# [The task]
Using the records below, output the stretch that opens with the line containing "table, if any." and closes with the line containing "let name = self.table_names.allocate(&fixed);", exactly and including both lines, with nothing more.

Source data
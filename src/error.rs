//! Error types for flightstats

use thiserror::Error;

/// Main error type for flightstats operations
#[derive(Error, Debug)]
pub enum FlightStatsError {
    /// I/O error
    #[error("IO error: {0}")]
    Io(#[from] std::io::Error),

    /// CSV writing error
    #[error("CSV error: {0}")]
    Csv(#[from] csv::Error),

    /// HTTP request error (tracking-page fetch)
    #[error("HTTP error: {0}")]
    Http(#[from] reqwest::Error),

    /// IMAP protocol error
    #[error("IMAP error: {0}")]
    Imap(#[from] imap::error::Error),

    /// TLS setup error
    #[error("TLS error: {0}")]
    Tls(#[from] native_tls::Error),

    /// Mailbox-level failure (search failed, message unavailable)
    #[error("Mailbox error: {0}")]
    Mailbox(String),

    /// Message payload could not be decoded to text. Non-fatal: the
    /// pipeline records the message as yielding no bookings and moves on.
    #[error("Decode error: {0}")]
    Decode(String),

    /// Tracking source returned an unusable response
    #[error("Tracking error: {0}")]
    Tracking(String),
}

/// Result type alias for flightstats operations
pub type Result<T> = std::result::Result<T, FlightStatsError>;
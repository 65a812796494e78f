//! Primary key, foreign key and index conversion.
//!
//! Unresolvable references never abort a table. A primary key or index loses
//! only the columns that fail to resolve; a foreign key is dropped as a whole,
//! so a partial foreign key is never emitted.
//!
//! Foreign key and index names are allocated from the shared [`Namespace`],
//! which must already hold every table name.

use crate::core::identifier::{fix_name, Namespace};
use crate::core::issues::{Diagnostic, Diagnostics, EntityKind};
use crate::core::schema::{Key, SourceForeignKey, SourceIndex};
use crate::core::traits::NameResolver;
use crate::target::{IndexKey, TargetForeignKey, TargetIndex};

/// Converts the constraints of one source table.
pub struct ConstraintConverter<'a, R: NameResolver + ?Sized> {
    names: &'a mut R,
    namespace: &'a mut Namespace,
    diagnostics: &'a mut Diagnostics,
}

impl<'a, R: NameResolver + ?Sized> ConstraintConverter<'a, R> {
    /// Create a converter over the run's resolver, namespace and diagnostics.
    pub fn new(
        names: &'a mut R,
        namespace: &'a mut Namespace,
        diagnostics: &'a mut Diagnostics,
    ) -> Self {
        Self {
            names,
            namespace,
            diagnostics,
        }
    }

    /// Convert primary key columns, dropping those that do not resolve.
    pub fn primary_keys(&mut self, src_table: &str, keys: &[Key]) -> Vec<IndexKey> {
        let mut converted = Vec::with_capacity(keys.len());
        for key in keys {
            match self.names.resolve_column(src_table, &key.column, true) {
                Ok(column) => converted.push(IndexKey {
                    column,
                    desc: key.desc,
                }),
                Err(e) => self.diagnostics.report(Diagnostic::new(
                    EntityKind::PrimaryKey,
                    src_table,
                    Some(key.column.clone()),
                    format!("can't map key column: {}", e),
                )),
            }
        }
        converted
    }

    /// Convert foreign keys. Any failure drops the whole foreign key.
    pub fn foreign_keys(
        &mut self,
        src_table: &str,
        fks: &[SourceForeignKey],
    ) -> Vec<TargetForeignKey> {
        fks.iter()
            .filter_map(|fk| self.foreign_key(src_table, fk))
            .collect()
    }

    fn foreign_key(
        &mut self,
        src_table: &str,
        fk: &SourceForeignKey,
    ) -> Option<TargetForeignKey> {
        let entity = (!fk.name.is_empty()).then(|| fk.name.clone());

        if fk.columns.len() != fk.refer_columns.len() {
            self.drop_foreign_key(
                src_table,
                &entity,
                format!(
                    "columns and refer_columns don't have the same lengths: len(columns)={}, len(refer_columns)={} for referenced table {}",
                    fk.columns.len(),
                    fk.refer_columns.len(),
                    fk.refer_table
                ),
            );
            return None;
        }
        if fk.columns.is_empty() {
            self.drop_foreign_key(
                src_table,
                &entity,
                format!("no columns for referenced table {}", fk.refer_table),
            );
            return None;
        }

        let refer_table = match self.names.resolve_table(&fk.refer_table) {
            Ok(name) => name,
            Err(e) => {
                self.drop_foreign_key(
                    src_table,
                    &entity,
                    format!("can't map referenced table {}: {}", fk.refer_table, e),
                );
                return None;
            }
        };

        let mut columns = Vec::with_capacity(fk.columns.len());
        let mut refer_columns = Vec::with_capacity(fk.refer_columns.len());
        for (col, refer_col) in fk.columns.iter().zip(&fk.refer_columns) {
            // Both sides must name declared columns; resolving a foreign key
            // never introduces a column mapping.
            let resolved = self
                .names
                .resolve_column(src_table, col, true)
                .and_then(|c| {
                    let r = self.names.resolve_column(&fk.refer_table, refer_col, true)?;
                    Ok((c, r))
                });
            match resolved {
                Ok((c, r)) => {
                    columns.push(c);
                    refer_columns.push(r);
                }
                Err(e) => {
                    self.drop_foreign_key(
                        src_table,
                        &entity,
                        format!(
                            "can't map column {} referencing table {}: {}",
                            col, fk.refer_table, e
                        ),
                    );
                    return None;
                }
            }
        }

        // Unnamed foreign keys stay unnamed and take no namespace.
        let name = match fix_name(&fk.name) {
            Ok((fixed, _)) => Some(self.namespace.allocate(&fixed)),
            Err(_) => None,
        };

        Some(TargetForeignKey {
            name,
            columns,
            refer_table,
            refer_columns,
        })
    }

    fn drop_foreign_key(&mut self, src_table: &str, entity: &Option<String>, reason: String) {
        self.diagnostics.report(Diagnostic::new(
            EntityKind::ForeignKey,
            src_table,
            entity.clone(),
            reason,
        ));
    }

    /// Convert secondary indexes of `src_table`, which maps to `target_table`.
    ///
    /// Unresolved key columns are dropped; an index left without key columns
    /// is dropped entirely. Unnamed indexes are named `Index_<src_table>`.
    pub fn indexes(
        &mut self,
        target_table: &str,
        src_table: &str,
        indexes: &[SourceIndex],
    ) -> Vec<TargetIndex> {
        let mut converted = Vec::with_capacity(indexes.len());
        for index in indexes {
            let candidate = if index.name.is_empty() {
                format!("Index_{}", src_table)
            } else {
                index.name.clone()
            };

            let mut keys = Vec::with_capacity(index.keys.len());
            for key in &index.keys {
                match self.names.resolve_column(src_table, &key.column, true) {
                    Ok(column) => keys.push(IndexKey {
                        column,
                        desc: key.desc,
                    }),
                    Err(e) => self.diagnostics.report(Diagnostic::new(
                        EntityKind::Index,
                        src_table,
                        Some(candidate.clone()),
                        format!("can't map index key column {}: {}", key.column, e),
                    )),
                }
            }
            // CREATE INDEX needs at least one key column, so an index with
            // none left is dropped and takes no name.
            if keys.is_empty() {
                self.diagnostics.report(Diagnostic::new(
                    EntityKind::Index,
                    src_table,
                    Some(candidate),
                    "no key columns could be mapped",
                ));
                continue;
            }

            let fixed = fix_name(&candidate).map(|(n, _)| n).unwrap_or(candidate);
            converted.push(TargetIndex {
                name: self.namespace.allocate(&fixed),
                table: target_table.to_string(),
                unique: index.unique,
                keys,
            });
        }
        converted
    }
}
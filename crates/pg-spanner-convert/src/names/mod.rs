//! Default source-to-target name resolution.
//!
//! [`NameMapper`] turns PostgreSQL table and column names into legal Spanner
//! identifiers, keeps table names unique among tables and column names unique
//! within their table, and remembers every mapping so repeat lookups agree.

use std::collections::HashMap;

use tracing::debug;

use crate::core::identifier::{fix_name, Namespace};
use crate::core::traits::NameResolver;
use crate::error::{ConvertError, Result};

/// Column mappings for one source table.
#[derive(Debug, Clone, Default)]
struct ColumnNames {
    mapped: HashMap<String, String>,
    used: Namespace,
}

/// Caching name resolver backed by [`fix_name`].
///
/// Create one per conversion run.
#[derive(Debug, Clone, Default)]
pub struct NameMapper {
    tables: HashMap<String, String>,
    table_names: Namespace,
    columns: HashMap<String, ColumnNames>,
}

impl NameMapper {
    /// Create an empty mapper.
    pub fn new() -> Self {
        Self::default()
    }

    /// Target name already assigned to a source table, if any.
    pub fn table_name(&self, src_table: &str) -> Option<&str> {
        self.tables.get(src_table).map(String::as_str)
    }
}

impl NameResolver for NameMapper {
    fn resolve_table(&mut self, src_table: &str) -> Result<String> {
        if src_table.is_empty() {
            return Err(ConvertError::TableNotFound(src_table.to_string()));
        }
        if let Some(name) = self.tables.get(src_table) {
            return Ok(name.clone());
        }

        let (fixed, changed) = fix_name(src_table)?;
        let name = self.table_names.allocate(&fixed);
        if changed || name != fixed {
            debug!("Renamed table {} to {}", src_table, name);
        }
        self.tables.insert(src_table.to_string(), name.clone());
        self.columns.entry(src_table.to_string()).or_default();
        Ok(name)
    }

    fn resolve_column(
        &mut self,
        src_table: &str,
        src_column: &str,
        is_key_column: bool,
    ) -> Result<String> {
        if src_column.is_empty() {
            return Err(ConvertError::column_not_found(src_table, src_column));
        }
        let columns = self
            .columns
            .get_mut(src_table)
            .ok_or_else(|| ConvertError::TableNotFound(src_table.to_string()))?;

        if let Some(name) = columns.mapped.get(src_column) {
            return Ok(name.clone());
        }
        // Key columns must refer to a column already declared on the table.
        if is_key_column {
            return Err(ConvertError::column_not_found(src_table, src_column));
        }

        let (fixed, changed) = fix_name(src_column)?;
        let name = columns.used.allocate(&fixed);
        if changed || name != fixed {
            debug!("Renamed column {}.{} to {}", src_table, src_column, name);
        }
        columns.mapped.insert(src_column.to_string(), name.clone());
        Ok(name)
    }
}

# [Answer for this exercise]
    /// Target name already assigned to a source table, if any.
    pub fn table_name(&self, src_table: &str) -> Option<&str> {
        self.tables.get(src_table).map(String::as_str)
    }
}

impl NameResolver for NameMapper {
    fn resolve_table(&mut self, src_table: &str) -> Result<String> {
        if src_table.is_empty() {
            return Err(ConvertError::TableNotFound(src_table.to_string()));
        }
        if let Some(name) = self.tables.get(src_table) {
            return Ok(name.clone());
        }

        let (fixed, changed) = fix_name(src_table)?;
        let name = self.table_names.allocate(&fixed);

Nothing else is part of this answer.